Brisson has an extensive exhibition history, primarily in Europe and his work can be found in the permanent collections of institutions throughout the world. He has a studio in Paris as well as one in the ancient city of Aigues Morte in the south of France. He spends most of his time painting in the south and can often be found working on his boat as it drifts down the Rhône River in the warm summer months.

Richard Ballinger

Richard Ballinger is a British landscape and still-life painter. Ballinger's recent landscape paintings explore the theme of solace from the memories of a child. Although painted in Cornwall, where Ballinger has lived and worked since 1999, and occasionally informed by drawings, his series of brightly coloured, beautiful landscapes are symbolic meditations on formative experiences of a happy, carefree childhood in idyllic, rural Gloucestershire.
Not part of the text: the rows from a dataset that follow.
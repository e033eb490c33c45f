use std::ops::RangeInclusive;

/// Scroll position shared by the text view and the line-number gutter.
///
/// There is exactly one offset, so the two panes cannot drift apart.
#[derive(Debug, Clone, Copy, Default, PartialEq, Eq)]
pub struct Viewport {
    scroll_line: usize,
}

impl Viewport {
    /// Scroll so that `line` (zero-based) is the first visible line.
    pub fn scroll_to(&mut self, line: usize, line_count: usize) {
        self.scroll_line = line.min(line_count.saturating_sub(1));
    }

    pub fn text_scroll(&self) -> usize {
        self.scroll_line
    }

    pub fn gutter_scroll(&self) -> usize {
        self.scroll_line
    }

    /// One-based line numbers the gutter shows for `rows` visible rows.
    pub fn gutter_numbers(&self, line_count: usize, rows: usize) -> RangeInclusive<usize> {
        let first = self.gutter_scroll() + 1;
        let last = (self.gutter_scroll() + rows).min(line_count.max(1));
        first..=last.max(first)
    }
}
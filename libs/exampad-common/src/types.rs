use serde::{Deserialize, Serialize};
use std::fmt;

/// Languages the exam editor can hold and submit for execution.
///
/// The lowercase key is what gets persisted (`exam_language`) and what
/// appears in the per-question storage key.
#[derive(Debug, Clone, Copy, PartialEq, Eq, Hash, Serialize, Deserialize)]
pub enum Language {
    #[serde(rename = "c")]
    C,
    #[serde(rename = "c++", alias = "cpp")]
    Cpp,
    #[serde(rename = "java")]
    Java,
    #[serde(rename = "python", alias = "python3", alias = "py")]
    Python,
    #[serde(rename = "javascript", alias = "js")]
    JavaScript,
}

impl Language {
    pub const ALL: [Language; 5] = [
        Language::C,
        Language::Cpp,
        Language::Java,
        Language::Python,
        Language::JavaScript,
    ];

    pub fn key(&self) -> &'static str {
        match self {
            Language::C => "c",
            Language::Cpp => "c++",
            Language::Java => "java",
            Language::Python => "python",
            Language::JavaScript => "javascript",
        }
    }

    /// Parse a language key, accepting the usual short aliases.
    pub fn from_key(s: &str) -> Option<Self> {
        match s.trim().to_lowercase().as_str() {
            "c" => Some(Language::C),
            "c++" | "cpp" => Some(Language::Cpp),
            "java" => Some(Language::Java),
            "python" | "python3" | "py" => Some(Language::Python),
            "javascript" | "js" => Some(Language::JavaScript),
            _ => None,
        }
    }

    /// Line-comment marker used by the comment toggle.
    pub fn comment_marker(&self) -> &'static str {
        match self {
            Language::Python => "#",
            _ => "//",
        }
    }

    /// Starter text shown when nothing has been saved for a question.
    pub fn default_template(&self) -> &'static str {
        match self {
            Language::C => {
                "#include <stdio.h>\n\nint main() {\n    printf(\"Hello, World!\\n\");\n    return 0;\n}\n"
            }
            Language::Cpp => {
                "#include <iostream>\nusing namespace std;\n\nint main() {\n    cout << \"Hello, World!\" << endl;\n    return 0;\n}\n"
            }
            Language::Java => {
                "public class Main {\n    public static void main(String[] args) {\n        System.out.println(\"Hello, World!\");\n    }\n}\n"
            }
            Language::Python => "print(\"Hello, World!\")\n",
            Language::JavaScript => "console.log(\"Hello, World!\");\n",
        }
    }
}

impl fmt::Display for Language {
    fn fmt(&self, f: &mut fmt::Formatter<'_>) -> fmt::Result {
        f.write_str(self.key())
    }
}

#[derive(Debug, Clone, PartialEq, Eq, Serialize, Deserialize)]
pub struct TestCase {
    pub input: String,
    #[serde(alias = "expected_output")]
    pub expected: String,
}

impl TestCase {
    pub fn new(input: impl Into<String>, expected: impl Into<String>) -> Self {
        Self {
            input: input.into(),
            expected: expected.into(),
        }
    }
}

/// Outcome of one test case from the most recent full test run.
#[derive(Debug, Clone, PartialEq, Eq, Serialize, Deserialize)]
pub struct TestResult {
    pub success: bool,
    #[serde(skip_serializing_if = "Option::is_none")]
    pub actual: Option<String>,
    #[serde(skip_serializing_if = "Option::is_none")]
    pub error: Option<String>,
}

#[derive(Debug, Clone, Copy, PartialEq, Eq, Serialize, Deserialize)]
pub struct TestSummary {
    pub passed: usize,
    pub total: usize,
}

impl TestSummary {
    pub fn all_passed(&self) -> bool {
        self.total > 0 && self.passed == self.total
    }
}

impl fmt::Display for TestSummary {
    fn fmt(&self, f: &mut fmt::Formatter<'_>) -> fmt::Result {
        write!(f, "{}/{} tests passed", self.passed, self.total)
    }
}

/// Event emitted to the host on every buffer edit and after every run.
#[derive(Debug, Clone, PartialEq, Eq, Serialize)]
pub struct StatusEvent {
    pub code: String,
    pub passed: Option<usize>,
    /// Set only after a full test run
    pub all_passed: Option<bool>,
}

#[derive(Debug, Clone, PartialEq, Eq, Serialize, Deserialize)]
pub struct SourceFile {
    pub content: String,
}

/// Wire body posted to the execution service.
#[derive(Debug, Clone, PartialEq, Eq, Serialize, Deserialize)]
pub struct ExecutionRequest {
    pub language: String,
    pub version: String,
    pub files: Vec<SourceFile>,
    pub stdin: String,
}

impl ExecutionRequest {
    pub fn new(language: &str, version: &str, source: &str, stdin: &str) -> Self {
        Self {
            language: language.to_string(),
            version: version.to_string(),
            files: vec![SourceFile {
                content: source.to_string(),
            }],
            stdin: stdin.to_string(),
        }
    }

    pub fn source(&self) -> &str {
        self.files.first().map(|f| f.content.as_str()).unwrap_or("")
    }
}

#[derive(Debug, Clone, Default, PartialEq, Eq, Serialize, Deserialize)]
pub struct StageOutput {
    #[serde(default, skip_serializing_if = "Option::is_none")]
    pub stdout: Option<String>,
    #[serde(default, skip_serializing_if = "Option::is_none")]
    pub stderr: Option<String>,
    #[serde(default, skip_serializing_if = "Option::is_none")]
    pub output: Option<String>,
}

/// Response body of the execution service. Unknown fields are ignored.
#[derive(Debug, Clone, Default, PartialEq, Eq, Serialize, Deserialize)]
pub struct ExecutionResponse {
    #[serde(default, skip_serializing_if = "Option::is_none")]
    pub compile: Option<StageOutput>,
    #[serde(default, skip_serializing_if = "Option::is_none")]
    pub run: Option<StageOutput>,
    #[serde(default, skip_serializing_if = "Option::is_none")]
    pub message: Option<String>,
}

impl ExecutionResponse {
    pub fn compile_stderr(&self) -> Option<&str> {
        self.compile.as_ref().and_then(|c| c.stderr.as_deref())
    }

    pub fn run_stderr(&self) -> Option<&str> {
        self.run.as_ref().and_then(|r| r.stderr.as_deref())
    }

    /// Combined run output, falling back to plain stdout.
    pub fn run_output(&self) -> Option<&str> {
        self.run
            .as_ref()
            .and_then(|r| r.output.as_deref().or(r.stdout.as_deref()))
    }

    /// Successful run that printed `stdout`.
    pub fn with_output(stdout: &str) -> Self {
        Self {
            run: Some(StageOutput {
                stdout: Some(stdout.to_string()),
                stderr: Some(String::new()),
                output: Some(stdout.to_string()),
            }),
            ..Default::default()
        }
    }
}

#[cfg(test)]
mod tests {
    use super::*;

    #[test]
    fn test_language_keys_roundtrip() {
        for lang in Language::ALL {
            assert_eq!(Language::from_key(lang.key()), Some(lang));
        }
        assert_eq!(Language::from_key("cpp"), Some(Language::Cpp));
        assert_eq!(Language::from_key(" Python "), Some(Language::Python));
        assert_eq!(Language::from_key("cobol"), None);
    }

    #[test]
    fn test_comment_markers() {
        assert_eq!(Language::Python.comment_marker(), "#");
        assert_eq!(Language::Java.comment_marker(), "//");
        assert_eq!(Language::Cpp.comment_marker(), "//");
    }

    #[test]
    fn test_language_serde_uses_keys() {
        let json = serde_json::to_string(&Language::Cpp).unwrap();
        assert_eq!(json, "\"c++\"");
        let lang: Language = serde_json::from_str("\"js\"").unwrap();
        assert_eq!(lang, Language::JavaScript);
    }

    #[test]
    fn test_request_wire_format() {
        let req = ExecutionRequest::new("python", "3.10.0", "print(1)", "");
        let value = serde_json::to_value(&req).unwrap();
        assert_eq!(value["language"], "python");
        assert_eq!(value["version"], "3.10.0");
        assert_eq!(value["files"][0]["content"], "print(1)");
        assert_eq!(value["stdin"], "");
    }

    #[test]
    fn test_response_ignores_unknown_fields() {
        let body = r#"{
            "language": "python",
            "version": "3.10.0",
            "run": {"stdout": "3\n", "stderr": "", "output": "3\n", "code": 0, "signal": null}
        }"#;
        let resp: ExecutionResponse = serde_json::from_str(body).unwrap();
        assert_eq!(resp.run_output(), Some("3\n"));
        assert_eq!(resp.run_stderr(), Some(""));
        assert_eq!(resp.compile_stderr(), None);
        assert_eq!(resp.message, None);
    }

    #[test]
    fn test_summary_all_passed() {
        assert!(TestSummary { passed: 2, total: 2 }.all_passed());
        assert!(!TestSummary { passed: 1, total: 2 }.all_passed());
        assert!(!TestSummary { passed: 0, total: 0 }.all_passed());
        assert_eq!(TestSummary { passed: 2, total: 2 }.to_string(), "2/2 tests passed");
    }
}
In earlier works, he painted lonely figures in the landscape. Though in his more recent paintings, the figures within the paintings have been replaced by an obvious viewpoint for the imager, from the viewer. This avoids an overly determined narrative interpretation and encourages imaginative engagement. A protective wall of trees may stretch across the foreground, beyond which a thin line or path draws the eye up the picture plane towards the horizon. Perhaps like the artist as a child, we are taking refuge behind the trees, contemplating whether or not we dare to take the path into the unknown?